"İçtihat Metni"
MAHKEMESİ : İzmir Bölge Adliye Mahkemesi 1. Hukuk Dairesi
SAYISI : 2020/663 E., 2023/1184 K.
İLK DERECE MAHKEMESİ : Salihli 2. Asliye Hukuk Mahkemesi
SAYISI : 2016/92 E., 2018/52 K.
Bölge Adliye Mahkemesi kararı davalılar vekili tarafından duruşma istekli olarak temyiz edilmekle; kesinlik, süre, temyiz şartı ve diğer usul eksiklikleri yönünden yapılan ön inceleme sonucunda, 08.04.2025 Salı günü duruşma yapılmasına ve duruşma gününün taraflara davetiye ile bildirilmesine karar verilmiştir.
Belli edilen günde, temyiz eden davalılar vekili Avukat ... ile temyiz edilen davacılar vekili Avukat ... geldiler. Gelen vekillerin sözlü açıklamaları dinlendi, duruşmanın bittiği bildirildi.
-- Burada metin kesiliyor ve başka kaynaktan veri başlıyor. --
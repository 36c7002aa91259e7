//! Lookup functions
//!
//! Approximate lookups assume ascending keys and behave like a binary search:
//! they return the *last* key less than or equal to the lookup value, so
//! duplicate keys resolve to the last duplicate. Exact lookups return the
//! first match and compare text case-insensitively. A miss is `#N/A`.

use super::{as_grid, first_error, grid_dims, int_arg};
use crate::ast::FormulaExpr;
use crate::error::{FormulaError, FormulaResult};
use crate::evaluator::{compare_values, evaluate, EvaluationContext, FormulaValue};
use paintbox_core::CellError;
use rust_decimal::prelude::ToPrimitive;
use std::cmp::Ordering;
use std::mem::discriminant;

/// How keys are matched against the lookup value
#[derive(Debug, Clone, Copy, PartialEq, Eq)]
enum MatchMode {
    /// First key equal to the value
    Exact,
    /// Last key <= value, keys ascending
    AscendingApprox,
    /// Last key >= value, keys descending
    DescendingApprox,
}

fn same_kind(a: &FormulaValue, b: &FormulaValue) -> bool {
    discriminant(a) == discriminant(b)
}

fn values_equal(a: &FormulaValue, b: &FormulaValue) -> bool {
    same_kind(a, b) && compare_values(a, b) == Ordering::Equal
}

/// Position of `value` among `keys`, if any
fn find_position(value: &FormulaValue, keys: &[&FormulaValue], mode: MatchMode) -> Option<usize> {
    // A blank lookup value never matches, not even a blank key
    if matches!(value, FormulaValue::Empty) {
        return None;
    }
    if mode == MatchMode::Exact {
        return keys.iter().position(|k| values_equal(k, value));
    }

    // Empty cells are skipped by the search, as are keys of another type
    let candidates: Vec<(usize, &FormulaValue)> = keys
        .iter()
        .enumerate()
        .filter(|(_, k)| !matches!(k, FormulaValue::Empty))
        .map(|(i, k)| (i, *k))
        .collect();

    let point = match mode {
        MatchMode::AscendingApprox => {
            candidates.partition_point(|(_, k)| compare_values(k, value) != Ordering::Greater)
        }
        _ => candidates.partition_point(|(_, k)| compare_values(k, value) != Ordering::Less),
    };

    let (index, key) = *candidates.get(point.checked_sub(1)?)?;
    same_kind(key, value).then_some(index)
}

fn lookup_value(value: &FormulaValue) -> FormulaResult<&FormulaValue> {
    match value {
        FormulaValue::Error(e) => Err(FormulaError::ErrorValue(*e)),
        FormulaValue::Array(_) => Err(FormulaError::Type(
            "Lookup value must be a single value".into(),
        )),
        v => Ok(v),
    }
}

fn range_lookup_mode(args: &[FormulaValue], index: usize) -> FormulaResult<MatchMode> {
    let approximate = match args.get(index) {
        Some(v) => v.to_bool()?,
        None => true,
    };
    Ok(if approximate {
        MatchMode::AscendingApprox
    } else {
        MatchMode::Exact
    })
}

fn not_found() -> FormulaError {
    FormulaError::ErrorValue(CellError::Na)
}

/// VLOOKUP(lookup_value, table_array, col_index_num, [range_lookup])
pub fn fn_vlookup(args: &[FormulaValue], _ctx: &EvaluationContext) -> FormulaResult<FormulaValue> {
    let value = lookup_value(&args[0])?;
    if let FormulaValue::Error(e) = &args[1] {
        return Ok(FormulaValue::Error(*e));
    }
    let table = as_grid(&args[1]);
    let (_, cols) = grid_dims(&table);
    let col_index = int_arg(args, 2, 1)?;
    if col_index < 1 {
        return Err(FormulaError::Type("Column index must be at least 1".into()));
    }
    let col = usize::try_from(col_index - 1).map_err(|_| not_found())?;
    if col >= cols {
        return Err(FormulaError::InvalidReference(format!(
            "Column {} is outside a {}-column table",
            col_index, cols
        )));
    }
    let mode = range_lookup_mode(args, 3)?;

    let keys: Vec<&FormulaValue> = table.iter().filter_map(|row| row.first()).collect();
    let row = find_position(value, &keys, mode).ok_or_else(not_found)?;
    Ok(table[row][col].clone())
}

/// HLOOKUP(lookup_value, table_array, row_index_num, [range_lookup])
pub fn fn_hlookup(args: &[FormulaValue], _ctx: &EvaluationContext) -> FormulaResult<FormulaValue> {
    let value = lookup_value(&args[0])?;
    if let FormulaValue::Error(e) = &args[1] {
        return Ok(FormulaValue::Error(*e));
    }
    let table = as_grid(&args[1]);
    let (rows, _) = grid_dims(&table);
    let row_index = int_arg(args, 2, 1)?;
    if row_index < 1 {
        return Err(FormulaError::Type("Row index must be at least 1".into()));
    }
    let row = usize::try_from(row_index - 1).map_err(|_| not_found())?;
    if row >= rows {
        return Err(FormulaError::InvalidReference(format!(
            "Row {} is outside a {}-row table",
            row_index, rows
        )));
    }
    let mode = range_lookup_mode(args, 3)?;

    let keys: Vec<&FormulaValue> = table.first().map(|r| r.iter().collect()).unwrap_or_default();
    let col = find_position(value, &keys, mode).ok_or_else(not_found)?;
    table[row]
        .get(col)
        .cloned()
        .ok_or_else(not_found)
}

/// MATCH(lookup_value, lookup_array, [match_type]) - 1-based position
///
/// `match_type` 1 (default) is ascending approximate, 0 exact, -1 descending
/// approximate.
pub fn fn_match(args: &[FormulaValue], _ctx: &EvaluationContext) -> FormulaResult<FormulaValue> {
    let value = lookup_value(&args[0])?;
    if let FormulaValue::Error(e) = &args[1] {
        return Ok(FormulaValue::Error(*e));
    }
    let grid = as_grid(&args[1]);
    let (rows, cols) = grid_dims(&grid);
    if rows > 1 && cols > 1 {
        return Err(not_found());
    }

    let mode = match int_arg(args, 2, 1)?.signum() {
        0 => MatchMode::Exact,
        1 => MatchMode::AscendingApprox,
        _ => MatchMode::DescendingApprox,
    };

    let keys: Vec<&FormulaValue> = grid.iter().flatten().collect();
    let position = find_position(value, &keys, mode).ok_or_else(not_found)?;
    Ok(FormulaValue::Number((position + 1).into()))
}

/// INDEX(array, row_num, [column_num])
///
/// With a single-row array and no column, `row_num` selects the column.
pub fn fn_index(args: &[FormulaValue], _ctx: &EvaluationContext) -> FormulaResult<FormulaValue> {
    if let Some(e) = first_error(args) {
        return Ok(FormulaValue::Error(e));
    }

    let grid = as_grid(&args[0]);
    let (rows, cols) = grid_dims(&grid);

    let (row_num, col_num) = match args.get(2) {
        Some(_) => (int_arg(args, 1, 1)?, int_arg(args, 2, 1)?),
        None if rows == 1 && cols > 1 => (1, int_arg(args, 1, 1)?),
        None => (int_arg(args, 1, 1)?, 1),
    };
    if row_num < 1 || col_num < 1 {
        return Err(FormulaError::Type("INDEX positions start at 1".into()));
    }

    let cell = usize::try_from(row_num - 1)
        .ok()
        .zip(usize::try_from(col_num - 1).ok())
        .and_then(|(r, c)| grid.get(r).and_then(|row| row.get(c)));
    match cell {
        Some(v) => Ok(v.clone()),
        None => Err(FormulaError::InvalidReference(format!(
            "INDEX({}, {}) is outside a {}x{} array",
            row_num, col_num, rows, cols
        ))),
    }
}

/// CHOOSE(index_num, value1, [value2], ...) - evaluates only the chosen value
pub fn fn_choose(args: &[FormulaExpr], ctx: &EvaluationContext) -> FormulaResult<FormulaValue> {
    let index = evaluate(&args[0], ctx).to_number()?.trunc();
    let choices = &args[1..];
    let chosen = index
        .to_usize()
        .and_then(|i| i.checked_sub(1))
        .and_then(|i| choices.get(i));
    match chosen {
        Some(expr) => Ok(evaluate(expr, ctx)),
        None => Err(FormulaError::Type(format!(
            "CHOOSE index {} is outside 1..{}",
            index,
            choices.len()
        ))),
    }
}

#[cfg(test)]
mod tests {
    use super::*;
    use crate::parser::parse_formula;
    use pretty_assertions::assert_eq;
    use rust_decimal::Decimal;

    fn eval_with_issue(formula: &str) -> (FormulaValue, Option<FormulaError>) {
        let ast = parse_formula(formula).unwrap();
        let ctx = EvaluationContext::simple();
        let value = evaluate(&ast, &ctx);
        (value, ctx.take_issue())
    }

    fn eval(formula: &str) -> FormulaValue {
        eval_with_issue(formula).0
    }

    fn num(s: &str) -> FormulaValue {
        FormulaValue::Number(s.parse::<Decimal>().unwrap())
    }

    fn text(s: &str) -> FormulaValue {
        FormulaValue::Text(s.into())
    }

    const PAINT_TABLE: &str = "{\"flat\",350,25;\"eggshell\",350,32;\"satin\",325,38;\"semi-gloss\",300,45}";
    const DISCOUNTS: &str = "{1,0;3,0.05;6,0.1}";

    #[test]
    fn test_vlookup_exact_is_case_insensitive() {
        assert_eq!(eval(&format!("=VLOOKUP(\"Satin\",{},3,FALSE)", PAINT_TABLE)), num("38"));
        assert_eq!(eval(&format!("=VLOOKUP(\"EGGSHELL\",{},2,0)", PAINT_TABLE)), num("350"));
        assert_eq!(
            eval(&format!("=VLOOKUP(\"gloss\",{},2,FALSE)", PAINT_TABLE)),
            FormulaValue::Error(CellError::Na)
        );
    }

    #[test]
    fn test_vlookup_approximate() {
        assert_eq!(eval(&format!("=VLOOKUP(1,{},2)", DISCOUNTS)), num("0"));
        assert_eq!(eval(&format!("=VLOOKUP(4,{},2)", DISCOUNTS)), num("0.05"));
        assert_eq!(eval(&format!("=VLOOKUP(6,{},2,TRUE)", DISCOUNTS)), num("0.1"));
        assert_eq!(eval(&format!("=VLOOKUP(60,{},2)", DISCOUNTS)), num("0.1"));
        assert_eq!(
            eval(&format!("=VLOOKUP(0,{},2)", DISCOUNTS)),
            FormulaValue::Error(CellError::Na)
        );
    }

    #[test]
    fn test_approximate_ties_resolve_to_last_duplicate() {
        assert_eq!(eval("=VLOOKUP(2,{1,\"a\";2,\"b\";2,\"c\";3,\"d\"},2)"), text("c"));
        assert_eq!(eval("=MATCH(2,{1,2,2,3})"), num("3"));
    }

    #[test]
    fn test_vlookup_bad_column() {
        assert_eq!(
            eval(&format!("=VLOOKUP(1,{},3)", DISCOUNTS)),
            FormulaValue::Error(CellError::Ref)
        );
        assert_eq!(
            eval(&format!("=VLOOKUP(1,{},0)", DISCOUNTS)),
            FormulaValue::Error(CellError::Value)
        );
        assert_eq!(eval("=VLOOKUP(1/0,{1,2},2)"), FormulaValue::Error(CellError::Div0));
    }

    #[test]
    fn test_hlookup() {
        assert_eq!(eval("=HLOOKUP(\"better\",{\"good\",\"better\",\"best\";1,1.15,1.35},2,FALSE)"), num("1.15"));
        assert_eq!(eval("=HLOOKUP(250,{100,200,300;\"s\",\"m\",\"l\"},2)"), text("m"));
    }

    #[test]
    fn test_match_modes() {
        assert_eq!(eval("=MATCH(\"b\",{\"a\",\"B\",\"c\"},0)"), num("2"));
        assert_eq!(eval("=MATCH(25,{10,20,30})"), num("2"));
        assert_eq!(eval("=MATCH(25,{30,20,10},-1)"), num("1"));
        assert_eq!(eval("=MATCH(5,{10,20,30})"), FormulaValue::Error(CellError::Na));
        assert_eq!(eval("=MATCH(\"x\",{10,20,30})"), FormulaValue::Error(CellError::Na));
    }

    #[test]
    fn test_blank_lookup_value_is_not_found() {
        let na = FormulaValue::Error(CellError::Na);
        assert_eq!(eval("=MATCH(Z1,A1:A3,0)"), na);
        assert_eq!(eval("=VLOOKUP(Z1,A1:B3,2,FALSE)"), na);
        assert_eq!(eval("=HLOOKUP(Z1,A1:C2,2,FALSE)"), na);
        assert_eq!(eval("=MATCH(Z1,{1,2,3})"), na);
    }

    #[test]
    fn test_index() {
        assert_eq!(eval("=INDEX({1,2;3,4},2,1)"), num("3"));
        assert_eq!(eval("=INDEX({10,20,30},2)"), num("20"));
        assert_eq!(eval("=INDEX({10;20;30},3)"), num("30"));
        assert_eq!(eval("=INDEX({1,2;3,4},3,1)"), FormulaValue::Error(CellError::Ref));
        assert_eq!(eval("=INDEX({1,2;3,4},0,1)"), FormulaValue::Error(CellError::Value));
    }

    #[test]
    fn test_choose_is_lazy() {
        assert_eq!(eval_with_issue("=CHOOSE(2, 1/0, \"two\", NOSUCH())"), (text("two"), None));
        assert_eq!(eval("=CHOOSE(2.9, \"a\", \"b\")"), text("b"));
        assert_eq!(eval("=CHOOSE(3, \"a\", \"b\")"), FormulaValue::Error(CellError::Value));
        assert_eq!(eval("=CHOOSE(0, \"a\")"), FormulaValue::Error(CellError::Value));
    }
}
Temyiz dilekçesinin kabulüne karar verildikten ve Tetkik Hâkimi tarafından hazırlanan rapor dinlendikten sonra dosyadaki belgeler incelenip gereği düşünüldü:
I. DAVA
Davacılar; müteahhitlik yapan mirasbırakan babaları ...’un dava konusu 2759 ada 10 parsel sayılı taşınmaz üzerine kat karşılığı inşaat sözleşmesi gereğince yaptığı binada kat irtifakı kurularak mirasbırakan adına 2, 4, 5, 6, 7 ve 8 nolu bağımsız bölümlerin tescil edildiğini, ancak yapı kullanım belgesi alınmadan önce mirasbırakanın öldüğünü, erkek kardeşleri olan davalıların ise mevcut işlerin tamamlanması gerektiği ve bağımsız bölümlerin satışından elde edilen parayı kendilerine verecekleri telkinleriyle davalı ...’a vekaletname vermelerinin sağlandığını, vekil ...’ın ise bilgi ve rızaları dışında dava konusu bağımsız bölümlerdeki paylarını diğer davalı kardeşleri ... ve ...’e satış suretiyle devrettiğini, vekalet görevinin kötüye kullanıldığını, davalıların el ve işbirliği içerisinde hareket ettiğini, kendilerine herhangi bir bedel de ödenmediğini ileri sürerek hala davalılar adına olan bağımsız bölümler yönünden tapu kaydının iptali ile payları oranında adlarına tescilini, 3. kişiye devredilen bağımsız bölümler yönünden ise bedellerinin faiziyle birlikte davalılardan tahsilini istemişlerdir.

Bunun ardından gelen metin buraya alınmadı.